The mhc metrics lab has been supporting mixed-expertise textual research in cultural sociology (metrics) at the intersection of social and data science since 2022.

This innovative lab, hosted by the MHC Sociology department, serves as a dynamic learning collaborative that brings together students from various disciplines, including social, data, and computer sciences through hands-on research.

The lab operates with a unique approach, emphasizing mixed-expertise teams that integrate diverse perspectives and skill sets. Through weekly collaborative work sessions and semester-long individual projects, students delve into computational and qualitative text analysis methods to gain insights into historically significant questions in the social sciences.
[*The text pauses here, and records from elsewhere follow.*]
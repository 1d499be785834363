//! Configuration loading and management

use std::path::PathBuf;
use std::str::FromStr;
use std::time::Duration;

use anyhow::{Context, Result};

use crate::feedback::DEFAULT_START_CUE_GAP;
use crate::stream::DEFAULT_DETECTION_WINDOW;

const DEFAULT_SHUTDOWN_TIMEOUT: Duration = Duration::from_millis(2000);
const DEFAULT_REQUEST_TIMEOUT: Duration = Duration::from_millis(5000);
const DEFAULT_SAMPLE_RATE: u32 = 16000;

/// Daemon configuration
#[derive(Debug, Clone)]
pub struct Config {
    /// Directory for runtime data
    pub data_dir: PathBuf,

    /// Unix socket the BLE helper connects to
    pub socket_path: PathBuf,

    /// Where WAV recordings are written
    pub recordings_dir: PathBuf,

    /// How long audio stays paused after a long press starts
    pub detection_window: Duration,

    /// Gap between the two pulses of the start cue
    pub start_cue_gap: Duration,

    /// Minimum spacing between toggles; `None` accepts every press
    pub min_toggle_interval: Option<Duration>,

    /// Speak "Recording started"/"Recording stopped"
    pub speech_feedback: bool,

    /// Upper bound on each shutdown step
    pub shutdown_timeout: Duration,

    /// Upper bound on a single BLE helper request
    pub request_timeout: Duration,

    /// Sample rate of decoded PCM
    ///
    /// Audio is taken to be 16-bit little-endian mono PCM. Devices streaming
    /// Opus need a matching `AudioDecoder` before their files are playable.
    pub sample_rate: u32,
}

impl Config {
    /// Load configuration from environment and defaults
    pub fn load() -> Result<Self> {
        Self::from_lookup(|key| std::env::var(key).ok())
    }

    fn from_lookup(lookup: impl Fn(&str) -> Option<String>) -> Result<Self> {
        let home = lookup("HOME").context("HOME is not set")?;
        let data_dir = PathBuf::from(&home)
            .join(".local")
            .join("share")
            .join("omi-buttond");

        let socket_path = data_dir.join("bridge.sock");
        let recordings_dir = lookup("OMI_RECORDINGS_DIR")
            .map(PathBuf::from)
            .unwrap_or_else(|| data_dir.join("recordings"));

        let millis = |key: &str| -> Result<Option<Duration>> {
            Ok(parse(&lookup, key)?.map(Duration::from_millis))
        };

        let min_toggle_interval = millis("OMI_MIN_TOGGLE_INTERVAL_MS")?.filter(|d| !d.is_zero());

        let speech_feedback = match lookup("OMI_SPEECH_FEEDBACK") {
            Some(v) => !matches!(v.trim().to_ascii_lowercase().as_str(), "0" | "false" | "off"),
            None => true,
        };

        Ok(Self {
            socket_path,
            recordings_dir,
            detection_window: millis("OMI_DETECTION_WINDOW_MS")?.unwrap_or(DEFAULT_DETECTION_WINDOW),
            start_cue_gap: millis("OMI_START_CUE_GAP_MS")?.unwrap_or(DEFAULT_START_CUE_GAP),
            min_toggle_interval,
            speech_feedback,
            shutdown_timeout: millis("OMI_SHUTDOWN_TIMEOUT_MS")?.unwrap_or(DEFAULT_SHUTDOWN_TIMEOUT),
            request_timeout: millis("OMI_REQUEST_TIMEOUT_MS")?.unwrap_or(DEFAULT_REQUEST_TIMEOUT),
            sample_rate: parse(&lookup, "OMI_SAMPLE_RATE")?.unwrap_or(DEFAULT_SAMPLE_RATE),
            data_dir,
        })
    }

    /// Ensure data and recordings directories exist
    pub fn ensure_dirs(&self) -> Result<()> {
        std::fs::create_dir_all(&self.data_dir)
            .with_context(|| format!("creating {}", self.data_dir.display()))?;
        std::fs::create_dir_all(&self.recordings_dir)
            .with_context(|| format!("creating {}", self.recordings_dir.display()))?;
        Ok(())
    }
}

fn parse<T>(lookup: &impl Fn(&str) -> Option<String>, key: &str) -> Result<Option<T>>
where
    T: FromStr,
    T::Err: std::error::Error + Send + Sync + 'static,
{
    lookup(key)
        .map(|v| v.trim().parse::<T>().with_context(|| format!("invalid {}: {:?}", key, v)))
        .transpose()
}

#[cfg(test)]
mod tests {
    use super::*;
    use std::collections::HashMap;

    fn load(vars: &[(&str, &str)]) -> Result<Config> {
        let vars: HashMap<String, String> = vars
            .iter()
            .map(|(k, v)| (k.to_string(), v.to_string()))
            .collect();
        Config::from_lookup(|key| vars.get(key).cloned())
    }

    #[test]
    fn test_defaults() {
        let config = load(&[("HOME", "/home/omi")]).unwrap();

        assert_eq!(config.data_dir, PathBuf::from("/home/omi/.local/share/omi-buttond"));
        assert_eq!(config.socket_path, config.data_dir.join("bridge.sock"));
        assert_eq!(config.recordings_dir, config.data_dir.join("recordings"));
        assert_eq!(config.detection_window, Duration::from_millis(1500));
        assert_eq!(config.start_cue_gap, Duration::from_millis(100));
        assert_eq!(config.min_toggle_interval, None);
        assert!(config.speech_feedback);
        assert_eq!(config.shutdown_timeout, Duration::from_secs(2));
        assert_eq!(config.request_timeout, Duration::from_secs(5));
        assert_eq!(config.sample_rate, 16000);
    }

    #[test]
    fn test_overrides() {
        let config = load(&[
            ("HOME", "/home/omi"),
            ("OMI_RECORDINGS_DIR", "/tmp/takes"),
            ("OMI_DETECTION_WINDOW_MS", "2000"),
            ("OMI_MIN_TOGGLE_INTERVAL_MS", "300"),
            ("OMI_SPEECH_FEEDBACK", "Off"),
            ("OMI_SAMPLE_RATE", " 8000 "),
        ])
        .unwrap();

        assert_eq!(config.recordings_dir, PathBuf::from("/tmp/takes"));
        assert_eq!(config.detection_window, Duration::from_secs(2));
        assert_eq!(config.min_toggle_interval, Some(Duration::from_millis(300)));
        assert!(!config.speech_feedback);
        assert_eq!(config.sample_rate, 8000);
    }

    #[test]
    fn test_zero_interval_disables_debounce() {
        let config = load(&[("HOME", "/h"), ("OMI_MIN_TOGGLE_INTERVAL_MS", "0")]).unwrap();
        assert_eq!(config.min_toggle_interval, None);
    }

    #[test]
    fn test_invalid_values_rejected() {
        let err = load(&[("HOME", "/h"), ("OMI_DETECTION_WINDOW_MS", "soon")]).unwrap_err();
        assert!(err.to_string().contains("OMI_DETECTION_WINDOW_MS"));

        assert!(load(&[]).is_err());
    }
}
This initiative not only provides students with valuable research experiences but also encourages interdisciplinary collaboration to address complex questions.

The lab’s main project involves the analysis of annual addresses by presidents of six social science associations, spanning from the late 1800s to the present, to understand the evolution of social science concepts. The creation of this corpus accommodates both computational grounded theory and traditional historical methods, fostering a balance between human and machine coding of text documents.

Questions of meaning, measurement, and method are at the heart of our work and implied by the multiple definitions of our name. This boundary spanning phrase, metrics, has meanings including those associated with technocratic discourse of measurement (e.g. business or social metrics) and the formal study of poetry. We build on these multiple discourses as we engage multiple disciplinary frameworks in our analysis of text data.